Definisi statuta sudah tegas tertuang pada PP No.4 Tahun 2014. Bunyi Pasal 1, butir 16 menegaskan statuta adalah peraturan dasar pengelolaan perguruan tinggi yang digunakan sebagai landasan penyusunan peraturan dan prosedur operasional di Perguruan Tinggi. Ketegasan bunyi definisi pasal tersebut dapat dimaknai statuta sebagai konstitusi perguruan tinggi. Statuta kampus harus menjadi jasad penggerak dalam setiap proses pengambilan kebijakan pengelolaan kampus.
Secara sengaja atau tidak bila abai dan lalai statuta sama dengan pelanggaran konstitusi. Karena perilaku demikian itu dapat negatif berdampak pada rusaknya tata-kelola kampus yang pada muaranya dapat merugikan semua warga sivitas kampus.

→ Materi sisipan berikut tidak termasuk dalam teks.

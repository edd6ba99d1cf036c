use axum::extract::{Request, State};
use axum::http::{HeaderValue, Method, StatusCode, header};
use axum::response::{IntoResponse, Response};
use std::sync::Arc;
use std::time::Duration;
use tracing::{info, warn};

use crate::cors::allow_any_origin;
use crate::identity::{client_key, marker_key};
use crate::metrics::{REJECTED_TOTAL, REQUEST_TOTAL};
use crate::proxy::forward;
use crate::rate_limit::Admission;
use crate::state::AppState;
use crate::worker::Marker;

use super::preflight_response;

// Rejection for a client over its window limit. Retry-After is the full
// window, not the time remaining in it.
pub fn rejection_response(window: Duration) -> Response {
    let mut response = (StatusCode::TOO_MANY_REQUESTS, "Too many requests").into_response();
    let headers = response.headers_mut();
    allow_any_origin(headers);
    headers.insert(header::RETRY_AFTER, HeaderValue::from(window.as_secs()));
    response
}

// Catch-all handler: preflight -> admission -> marker -> forward
pub async fn proxy_handler(State(state): State<Arc<AppState>>, request: Request) -> Response {
    if request.method() == Method::OPTIONS {
        return preflight_response();
    }

    REQUEST_TOTAL.inc();

    let key = client_key(request.headers());
    let window = state.rate_limiter.window();

    if state.rate_limiter.admit(&key, state.clock.now()) == Admission::Rejected {
        REJECTED_TOTAL.inc();
        info!(client = %key, "rate limit exceeded");
        return rejection_response(window);
    }

    // fire and forget, the response never waits on the shared store
    state.markers.enqueue(Marker {
        key: marker_key(&state.marker_prefix, &key),
        ttl: window,
    });

    match forward(&state.client, &state.upstream, request.into_body()).await {
        Ok(response) => response,
        Err(e) => {
            warn!(client = %key, error = %e, "upstream request failed");
            e.into_response()
        }
    }
}

#[cfg(test)]
mod tests {
    use super::*;

    #[test]
    fn rejection_carries_retry_after_and_cors() {
        let response = rejection_response(Duration::from_secs(60));
        assert_eq!(response.status(), StatusCode::TOO_MANY_REQUESTS);
        assert_eq!(response.headers()[header::RETRY_AFTER], "60");
        assert_eq!(response.headers()[header::ACCESS_CONTROL_ALLOW_ORIGIN], "*");
    }
}
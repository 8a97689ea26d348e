//! CSV output of feature tables

use crate::error::Result;
use crate::features::FeatureTable;
use csv::Writer;
use std::fs::File;
use std::io::Write;
use std::path::Path;

/// Write a feature table to a file
///
/// Missing values are written as empty cells and flags as 0/1.
pub fn write_features(table: &FeatureTable, path: &Path) -> Result<()> {
    let file = File::create(path)?;
    write_features_to(table, file)?;
    log::info!("Wrote {} feature rows to {}", table.len(), path.display());
    Ok(())
}

/// Write a feature table to any writer
pub fn write_features_to<W: Write>(table: &FeatureTable, sink: W) -> Result<()> {
    let mut writer = Writer::from_writer(sink);

    let header: Vec<String> = table.columns().into_iter().map(|(name, _)| name).collect();
    writer.write_record(&header)?;

    for row in table.rows() {
        let cells: Vec<String> = table.row_cells(row).iter().map(|c| c.to_string()).collect();
        writer.write_record(&cells)?;
    }

    writer.flush()?;
    Ok(())
}
use criterion::{black_box, criterion_group, criterion_main, Criterion};
use rusty_credit::{
    aggregate::SupplementaryAggregates,
    applicant::{ApplicantRecord, ApplicantTable},
    history::{BureauRecord, InstallmentRecord, PreviousApplicationRecord},
    params::ParameterStore,
    pipeline::{engineer_features, FitMode},
};

fn applicants(n: i64) -> ApplicantTable {
    let rows = (0..n)
        .map(|id| ApplicantRecord {
            days_birth: Some(-8_000.0 - (id % 15_000) as f64),
            days_employed: if id % 7 == 0 {
                Some(365_243.0)
            } else {
                Some(-(id % 5_000) as f64)
            },
            ext_source_1: (id % 3 != 0).then(|| (id % 100) as f64 / 100.0),
            ext_source_2: Some((id % 90) as f64 / 90.0),
            ext_source_3: (id % 5 != 0).then(|| (id % 80) as f64 / 80.0),
            amt_income_total: Some(50_000.0 + (id % 1_000) as f64 * 100.0),
            amt_credit: Some(200_000.0 + (id % 500) as f64 * 1_000.0),
            amt_annuity: Some(10_000.0 + (id % 200) as f64 * 50.0),
            amt_goods_price: (id % 11 != 0).then(|| 180_000.0 + (id % 400) as f64 * 900.0),
            ..ApplicantRecord::new(id)
        })
        .collect();
    ApplicantTable::new(rows).unwrap()
}

fn history(n: i64) -> (Vec<BureauRecord>, Vec<PreviousApplicationRecord>, Vec<InstallmentRecord>) {
    let bureau = (0..n * 3)
        .map(|i| {
            let status = if i % 2 == 0 { "Active" } else { "Closed" };
            BureauRecord::new(i % n, status).with_amounts(Some(0.0), Some(500.0), Some(2_000.0))
        })
        .collect();
    let previous = (0..n * 2)
        .map(|i| {
            let status = if i % 3 == 0 { "Refused" } else { "Approved" };
            PreviousApplicationRecord::new(i % n, Some(status))
        })
        .collect();
    let installments = (0..n * 5)
        .map(|i| InstallmentRecord::new(i % n, Some(-30.0), Some(-30.0 + (i % 7) as f64 - 3.0)))
        .collect();
    (bureau, previous, installments)
}

fn benchmark_aggregation(c: &mut Criterion) {
    let (bureau, previous, installments) = history(10_000);

    c.bench_function("aggregate_10000_parallel", |b| {
        b.iter(|| {
            SupplementaryAggregates::build(
                black_box(&bureau),
                black_box(&previous),
                black_box(&installments),
                true,
            )
        });
    });

    c.bench_function("aggregate_10000_sequential", |b| {
        b.iter(|| {
            SupplementaryAggregates::build(
                black_box(&bureau),
                black_box(&previous),
                black_box(&installments),
                false,
            )
        });
    });
}

fn benchmark_engineer_features(c: &mut Criterion) {
    let (bureau, previous, installments) = history(10_000);
    let aggregates = SupplementaryAggregates::build(&bureau, &previous, &installments, true);
    let table = applicants(10_000);

    c.bench_function("engineer_features_fit_10000", |b| {
        b.iter(|| {
            let store = ParameterStore::new();
            engineer_features(black_box(table.clone()), &aggregates, &store, FitMode::Fit)
        });
    });

    let store = ParameterStore::new();
    engineer_features(table.clone(), &aggregates, &store, FitMode::Fit).expect("fit");
    c.bench_function("engineer_features_apply_10000", |b| {
        b.iter(|| engineer_features(black_box(table.clone()), &aggregates, &store, FitMode::Apply));
    });
}

criterion_group!(benches, benchmark_aggregation, benchmark_engineer_features);
criterion_main!(benches);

Jika prinsip menjiwai Statuta menegakan martabat diabaikan, maka dapat diartikan bahwa bentuk peraturan perundangan yang sudah lengkap digariskan pemerintah sangat tidak dihormati oleh pemangku otonomi perguruan tinggi.
Otonomi dalam pelaksanaan statuta merupakan tonggak perguruan tinggi untuk memiliki kekhasan warna dan berkreasi mewarnai keunggulannya tersendiri, agar mampu mendorong kampus mencapai tujuan organisasinya sekaligus memberikan tata kelola pelayanan terbaik bagi warga kampus. Pemerintah telah memberikan Penghormatan terhadap kampus agar statuta perguruan tinggi dijadikan acuan meninggikan marwah perguruan tinggi, mendorong kemandirian kampus, sekaligus mengajak turut mencerdaskan bangsa dengan berpegang teguh menciptakan prinsip transparansi, akuntabilitas, bertanggung jawab, adil, kemandirian, kesetaraan, dan kewajaran. Kebijakan-kebijakan kampus tidak sepatutnya bertentangan dengan statuta. Itulah upaya menjaga statuta sebagai menjaga marwah kampus.
Adakah sangsi bagi kampus yang abai dan lalaikan statuta? Tentunya pelanggaran peraturan perundangan pemerintah akan statuta telah mengakomodir sanksi berjenjang terhadap pelanggarnya. Diatur dalam Permendikbud No.7 Tahun 2020 mulai dari sanksi ringan, sedang sampai sanksi berat. Mengapa sedemikian serius sanksinya?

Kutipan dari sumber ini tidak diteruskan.